Sie sind erstaunt, junger Mann? - Nun dann wird sie es vielleicht noch mehr erstaunen, wenn ich ihnen sage, dass die Runen in ihrer gesamten Reihe keineswegs eine zufällige Anordnung von Zeichen sind, sondern sinnvolle Aussage.
Jede einzelne Rune ist ein Gedanke für sich, in wahrhaft unendlichen Verknüpfungen mit anderen verkettet. Schon eine einzige Rune bildet eine schier unübersehbare Abfolge von Gedankenflüssen aus sich selbst, weil ein bestimmter Gedanke niemals allein im Raume steht, sonder stets Hinleitungen und Ableitungen hat, ständig wandelt und vervielfältigt, je nach Blickwinkel. Aber eine Einzelrune stellt lediglich Teilansicht des Gesamten dar. Erst miteinander verbunden, ergeben sie den Machtgedanken. Allumfassenheit, die über allem steht und in allem wirkt. Auch für jede erdenkliche Gottheit galt das. Besonders dann, wenn personal verstanden, weshalb die christlichen Missionare sich des Kunstgriffs der Dreieinigkeit bedienten, welche keine eigentliche Person mehr darstellte, sondern eine dreiheitliche Verschmelzung. Die heilige Dreiheit!

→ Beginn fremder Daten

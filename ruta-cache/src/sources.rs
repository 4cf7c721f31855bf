//! Data-source collaborator seams.
//!
//! Implementations live outside this crate (HTTP clients, spreadsheets,
//! databases). A source must return an empty list, not an error, when there
//! is genuinely no data; unreachable backends fail with
//! [`CollaboratorError::FetchFailed`](ruta_core::CollaboratorError::FetchFailed).

use async_trait::async_trait;
use ruta_core::{Client, CollaboratorError, Delivery, EntityType, Product, RutaResult};
use std::sync::Arc;

#[async_trait]
pub trait ClientSource: Send + Sync {
    async fn fetch_clients(&self) -> RutaResult<Vec<Client>>;
}

#[async_trait]
pub trait ProductSource: Send + Sync {
    async fn fetch_products(&self) -> RutaResult<Vec<Product>>;
}

#[async_trait]
pub trait DeliverySource: Send + Sync {
    /// Fetch deliveries, optionally only those from the last `since_months_back` months.
    async fn fetch_deliveries(&self, since_months_back: Option<u32>) -> RutaResult<Vec<Delivery>>;
}

/// The set of collaborators handed to the Orchestrator. Any may be absent;
/// absence is reported by collaborator validation, not at construction.
#[derive(Clone, Default)]
pub struct DataSources {
    pub clients: Option<Arc<dyn ClientSource>>,
    pub products: Option<Arc<dyn ProductSource>>,
    pub deliveries: Option<Arc<dyn DeliverySource>>,
}

impl DataSources {
    pub fn new() -> Self {
        Self::default()
    }

    pub fn with_clients(mut self, source: Arc<dyn ClientSource>) -> Self {
        self.clients = Some(source);
        self
    }

    pub fn with_products(mut self, source: Arc<dyn ProductSource>) -> Self {
        self.products = Some(source);
        self
    }

    pub fn with_deliveries(mut self, source: Arc<dyn DeliverySource>) -> Self {
        self.deliveries = Some(source);
        self
    }

    /// Entity types whose source is not configured, in population order.
    pub fn missing(&self) -> Vec<EntityType> {
        EntityType::ALL
            .into_iter()
            .filter(|entity_type| !self.is_present(*entity_type))
            .collect()
    }

    fn is_present(&self, entity_type: EntityType) -> bool {
        match entity_type {
            EntityType::Client => self.clients.is_some(),
            EntityType::Product => self.products.is_some(),
            EntityType::Delivery => self.deliveries.is_some(),
        }
    }

    pub(crate) fn client_source(&self) -> Result<&Arc<dyn ClientSource>, CollaboratorError> {
        self.clients.as_ref().ok_or_else(|| missing(EntityType::Client))
    }

    pub(crate) fn product_source(&self) -> Result<&Arc<dyn ProductSource>, CollaboratorError> {
        self.products.as_ref().ok_or_else(|| missing(EntityType::Product))
    }

    pub(crate) fn delivery_source(&self) -> Result<&Arc<dyn DeliverySource>, CollaboratorError> {
        self.deliveries
            .as_ref()
            .ok_or_else(|| missing(EntityType::Delivery))
    }
}

impl std::fmt::Debug for DataSources {
    fn fmt(&self, f: &mut std::fmt::Formatter<'_>) -> std::fmt::Result {
        f.debug_struct("DataSources")
            .field("clients", &self.clients.is_some())
            .field("products", &self.products.is_some())
            .field("deliveries", &self.deliveries.is_some())
            .finish()
    }
}

/// The error for an unconfigured source of `entity_type`.
pub(crate) fn missing(entity_type: EntityType) -> CollaboratorError {
    CollaboratorError::Missing {
        source_name: format!("{} source", entity_type),
    }
}

#[cfg(test)]
mod tests {
    use super::*;

    struct NoClients;

    #[async_trait]
    impl ClientSource for NoClients {
        async fn fetch_clients(&self) -> RutaResult<Vec<Client>> {
            Ok(Vec::new())
        }
    }

    #[test]
    fn test_missing_lists_absent_sources_in_order() {
        let sources = DataSources::new().with_clients(Arc::new(NoClients));
        assert_eq!(
            sources.missing(),
            vec![EntityType::Product, EntityType::Delivery]
        );
        assert!(sources.client_source().is_ok());
        assert_eq!(
            sources.product_source().err(),
            Some(CollaboratorError::Missing {
                source_name: "products source".into()
            })
        );
    }
}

Nur, wie schon gesagt, davon findet man in der Bibel kein Wort. Streng genommen haben die Missionare einfach gelogen, um Seelen zu fangen. Und diejenigen, welche nicht auf derlei hereinfielen, wurden in späteren Jahrhunderten mit Gewalt bekehrt oder ganz einfach umgebracht. Die Dreieinigkeit ist abendländischen, mindestens indogermanischen Ursprungs, wie auch das Kreuz. Letzteres ist Darstellung des Menschen mit ausgebreiteten Armen. Ein Friedenszeichen und kein grausiges Todesmal. Wer andere irgendwie liebt und schätzt, zeigt das wenigstens manchmal in gleicher Geste."
Leicht verwirrt über hereinstürzende ungewohnte Sichtweisen, mein zaghafter Einwand: "Aber unsere europäische Kultur ist doch vornehmlich von den mittelmeerischen Kulturen der Griechen und Römer geprägt. Wir schreiben lateinisch, Lateinisch und Griechisch sind akademische Sprachen, unsere Geschichtsschreibung begann mit den Griechen und erst richtig mit den Römern?"